ATI RN
ATI Pharmacology Proctored Exam 2023
1. A client has a new prescription for Zolpidem. Which of the following instructions should the nurse include?
- A. Notify the provider if you plan to become pregnant.
- B. Take the medication 1 hour before planning to go to sleep.
- C. Allow at least 6 hours for sleep when taking zolpidem.
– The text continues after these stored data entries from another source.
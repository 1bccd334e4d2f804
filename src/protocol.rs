//! Public request/response DTOs for the HTTP endpoints (serde ready).
//! Keep this small and stable to evolve backend and frontend independently.
//!
//! `QuestionOut` deliberately omits `correct` and `explanation`: graded
//! fields live only in the stored quiz and must never reach the quiz-taking
//! client before submission.

use serde::{Deserialize, Serialize};

use crate::domain::{Difficulty, Quiz, Resource};

#[derive(Serialize)]
pub struct RootOut {
    pub message: String,
}

//
// Upload / ingestion
//

#[derive(Debug, Deserialize)]
pub struct UploadQuery {
    pub session_id: Option<String>,
}

#[derive(Debug, Deserialize)]
pub struct YoutubeIn {
    pub url: String,
    pub session_id: Option<String>,
}

#[derive(Serialize)]
pub struct UploadOut {
    pub status: String,
    pub session_id: String,
    pub concepts: Vec<String>,
}

//
// Quiz generation
//

#[derive(Debug, Deserialize)]
pub struct QuizQuery {
    pub session_id: String,
    pub difficulty: Option<String>,
}

/// Client-facing question: prompt and options only.
#[derive(Serialize)]
pub struct QuestionOut {
    pub prompt: String,
    pub options: Vec<String>,
}

#[derive(Serialize)]
pub struct QuizOut {
    pub quiz_id: String,
    pub difficulty: Difficulty,
    pub questions: Vec<QuestionOut>,
}

/// Convert the stored `Quiz` (internal, carries answers) to the public DTO.
pub fn to_out(quiz: &Quiz) -> QuizOut {
    QuizOut {
        quiz_id: quiz.id.clone(),
        difficulty: quiz.difficulty,
        questions: quiz
            .questions
            .iter()
            .map(|q| QuestionOut { prompt: q.prompt.clone(), options: q.options.clone() })
            .collect(),
    }
}

//
// Quiz submission
//

#[derive(Debug, Deserialize)]
pub struct SubmitIn {
    pub session_id: String,
    pub answers: Vec<String>,
}

#[derive(Serialize)]
pub struct SubmitOut {
    pub score: u8,
    pub weak_topics: Vec<String>,
    pub feedback: String,
    pub recommendations: Vec<Resource>,
    pub next_difficulty: Difficulty,
}

#[cfg(test)]
mod tests {
    use super::*;
    use crate::domain::Question;

    #[test]
    fn quiz_dto_never_carries_answers() {
        let quiz = Quiz {
            id: "q".into(),
            difficulty: Difficulty::Medium,
            questions: vec![Question {
                prompt: "Pick one".into(),
                options: vec!["a".into(), "b".into(), "c".into(), "d".into()],
                correct: "secret-correct-answer".into(),
                explanation: "secret-explanation".into(),
                concept: "Recursion".into(),
            }],
        };
        let json = serde_json::to_string(&to_out(&quiz)).unwrap();
        assert!(!json.contains("secret-correct-answer"));
        assert!(!json.contains("secret-explanation"));
        assert!(json.contains("Pick one"));
    }
}
//! Resource finder: weak topics -> remedial YouTube search links.
//!
//! Pure mapping, one entry per topic. A topic that yields no usable query
//! is skipped with a warning; a partial list beats failing the response.

use tracing::{instrument, warn};

use crate::domain::Resource;

/// Build one search link per weak topic, preserving topic order.
#[instrument(level = "info", skip(weak_topics), fields(n_topics = weak_topics.len()))]
pub fn find_resources(weak_topics: &[String]) -> Vec<Resource> {
  let mut out = Vec::with_capacity(weak_topics.len());
  for topic in weak_topics {
    match resource_for_topic(topic) {
      Some(r) => out.push(r),
      None => {
        warn!(target: "tutor", topic = %topic, "Skipping topic with no derivable resource link");
      }
    }
  }
  out
}

fn resource_for_topic(topic: &str) -> Option<Resource> {
  let trimmed = topic.trim();
  if trimmed.is_empty() {
    return None;
  }
  let query = urlencoding::encode(&format!("{} tutorial", trimmed)).into_owned();
  Some(Resource {
    topic: topic.to_string(),
    url: format!("https://www.youtube.com/results?search_query={}", query),
    title: format!("Review: {}", trimmed),
  })
}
- D. Do not take zolpidem with a bedtime snack.
Correct answer: A
Rationale: Zolpidem is classified as Pregnancy Risk Category C. It is important for the client to inform the provider if they plan to become pregnant because the medication may need to be adjusted or changed to ensure the safety of the fetus. This communication allows for appropriate monitoring and adjustments to be made to the treatment plan. Choice B is incorrect because zolpidem should be taken just before going to bed, not specifically 1 hour before. Choice C is incorrect as zolpidem is a short-acting medication, and it does not require a full 6 hours for sleep. Choice D is incorrect because zolpidem can be taken with or without food, so taking it with a bedtime snack is not contraindicated.
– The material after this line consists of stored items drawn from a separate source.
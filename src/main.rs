//! IntelliLearn · Multi-Agent Tutor Backend
//!
//! - Axum HTTP API (upload → quiz → submit, difficulty adapting per round)
//! - Optional NVIDIA NIM integration (via environment variables)
//! - Static SPA fallback (./static/index.html)
//!
//! Important env variables:
//!   PORT                : u16 (default 8000)
//!   NIM_API_KEY         : enables the LLM integration if present
//!   NIM_BASE_URL        : default "https://integrate.api.nvidia.com/v1"
//!   NIM_MODEL           : default "meta/llama-3.1-405b-instruct"
//!   NIM_TIMEOUT_SECS    : default 30
//!   TRANSCRIPT_API_URL  : enables YouTube transcript ingestion
//!   AGENT_CONFIG_PATH   : path to TOML config (prompt overrides)
//!   LOG_LEVEL           : tracing filter, e.g. "debug" or full directives
//!   LOG_FORMAT          : "pretty" (default) or "json"

mod telemetry;
mod util;
mod error;
mod domain;
mod config;
mod store;
mod state;
mod llm;
mod extract;
mod workflow;
mod resources;
mod transcript;
mod protocol;
mod routes;

use std::{net::SocketAddr, sync::Arc};
use tokio::net::TcpListener;
use tracing::{info, instrument};

use crate::routes::build_router;
use crate::state::AppState;

#[instrument(level = "info", skip_all)]
#[tokio::main]
async fn main() -> Result<(), Box<dyn std::error::Error>> {
  telemetry::init_tracing();

  // Build shared application state (session store, LLM client, prompts).
  let state = Arc::new(AppState::new());

  // Build the HTTP router with routes, CORS and tracing layers.
  let app = build_router(state.clone());

  // Read port from env or default to 8000.
  let addr: SocketAddr = std::env::var("PORT")
    .ok()
    .and_then(|p| p.parse::<u16>().ok())
    .map(|port| SocketAddr::from(([0, 0, 0, 0], port)))
    .unwrap_or_else(|| SocketAddr::from(([0, 0, 0, 0], 8000)));

  let listener = TcpListener::bind(addr).await?;
  info!(target: "intellilearn_backend", %addr, "HTTP server listening");
  axum::serve(listener, app).await?;
  Ok(())
}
2. While caring for a client receiving Heparin therapy, which of the following laboratory tests should the nurse monitor to evaluate the effectiveness of the therapy?
- A. PT
- B. INR
- C. aPTT
- D. Platelet count
Correct answer: C
Rationale: The nurse should monitor the aPTT (activated partial thromboplastin time) when caring for a client receiving Heparin therapy. The aPTT reflects the intrinsic pathway of the clotting cascade and is used to monitor the effectiveness of heparin, which primarily affects this pathway by potentiating antithrombin III. Monitoring the aPTT helps ensure that the client's blood is within the therapeutic range to prevent thrombus formation. Choices A, B, and D are incorrect. PT (Prothrombin Time) and INR (International Normalized Ratio) are used to monitor Warfarin therapy, not Heparin. Platelet count is important in assessing for thrombocytopenia but is not a specific indicator of Heparin therapy effectiveness.
3. When caring for a client with a wound infection, which action should the nurse perform first in the plan of care?
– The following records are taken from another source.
//! Small utility helpers used across modules.

/// Very small and safe string templating.
/// Replaces occurrences of `{key}` in the template with provided values.
/// This is intentionally simple (no nested/conditional logic).
pub fn fill_template(tpl: &str, pairs: &[(&str, &str)]) -> String {
  let mut out = tpl.to_string();
  for (k, v) in pairs {
    let needle = format!("{{{}}}", k);
    out = out.replace(&needle, v);
  }
  out
}

/// Normalize an answer for grading: trimmed, lowercased.
/// Grading is exact-match on this form; no partial credit.
pub fn normalize_answer(s: &str) -> String {
  s.trim().to_lowercase()
}

#[cfg(test)]
mod tests {
  use super::*;

  #[test]
  fn template_replaces_all_occurrences() {
    let out = fill_template("{a} and {b} and {a}", &[("a", "x"), ("b", "y")]);
    assert_eq!(out, "x and y and x");
  }

  #[test]
  fn normalize_answer_trims_and_lowercases() {
    assert_eq!(normalize_answer("  Specialized Task Handling "), "specialized task handling");
  }
}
- A. Administer antibiotic medication.
- B. Obtain a wound specimen for culture.
- C. Review WBC laboratory findings.
- D. Apply a dressing to the wound.
Correct answer: B
Rationale: The priority action when caring for a client with a wound infection is to obtain a wound specimen for culture before initiating antibiotic therapy. This step is crucial to identify the specific microorganism causing the infection, allowing for targeted antibiotic treatment. Reviewing WBC laboratory findings and applying a wound dressing are important steps, but obtaining a wound specimen for culture takes precedence as it guides appropriate antibiotic therapy by identifying the causative organism.
4. A client has a prescription for Furosemide. Which of the following instructions should the nurse include?
- A. Take the medication in the morning.
- B. Increase your intake of potassium-rich foods.
- C. Expect your urine to turn orange.
- D. Avoid prolonged sunlight exposure.
Correct answer: B
Rationale: The correct answer is B: 'Increase your intake of potassium-rich foods.' Furosemide is a loop diuretic that can lead to hypokalemia (low potassium levels) due to increased excretion of potassium in the urine. To counteract this effect and maintain electrolyte balance, the client should be advised to increase their intake of potassium-rich foods. This instruction helps prevent potential complications associated with low potassium levels. Choices A, C, and D are incorrect. Taking Furosemide in the morning does not affect its effectiveness; urine turning orange is not an expected side effect of Furosemide; and avoiding prolonged sunlight exposure is not directly related to Furosemide use.
5. A client has a fungal infection and a new prescription for amphotericin B. Which of the following laboratory values should the nurse report to the provider before initiating the medication?
- A. Sodium 140 mEq/L
- B. Potassium 4.5 mEq/L
- C. BUN 55 mg/dL
- D. Glucose 120 mg/dL
Correct answer: C
Rationale: An elevated BUN level of 55 mg/dL should be reported before starting amphotericin B due to its nephrotoxic effects. Amphotericin B can cause kidney damage, and an elevated BUN indicates impaired kidney function, increasing the risk of further renal damage with this medication. Sodium, potassium, and glucose levels are not directly associated with the nephrotoxic effects of amphotericin B, making choices A, B, and D incorrect.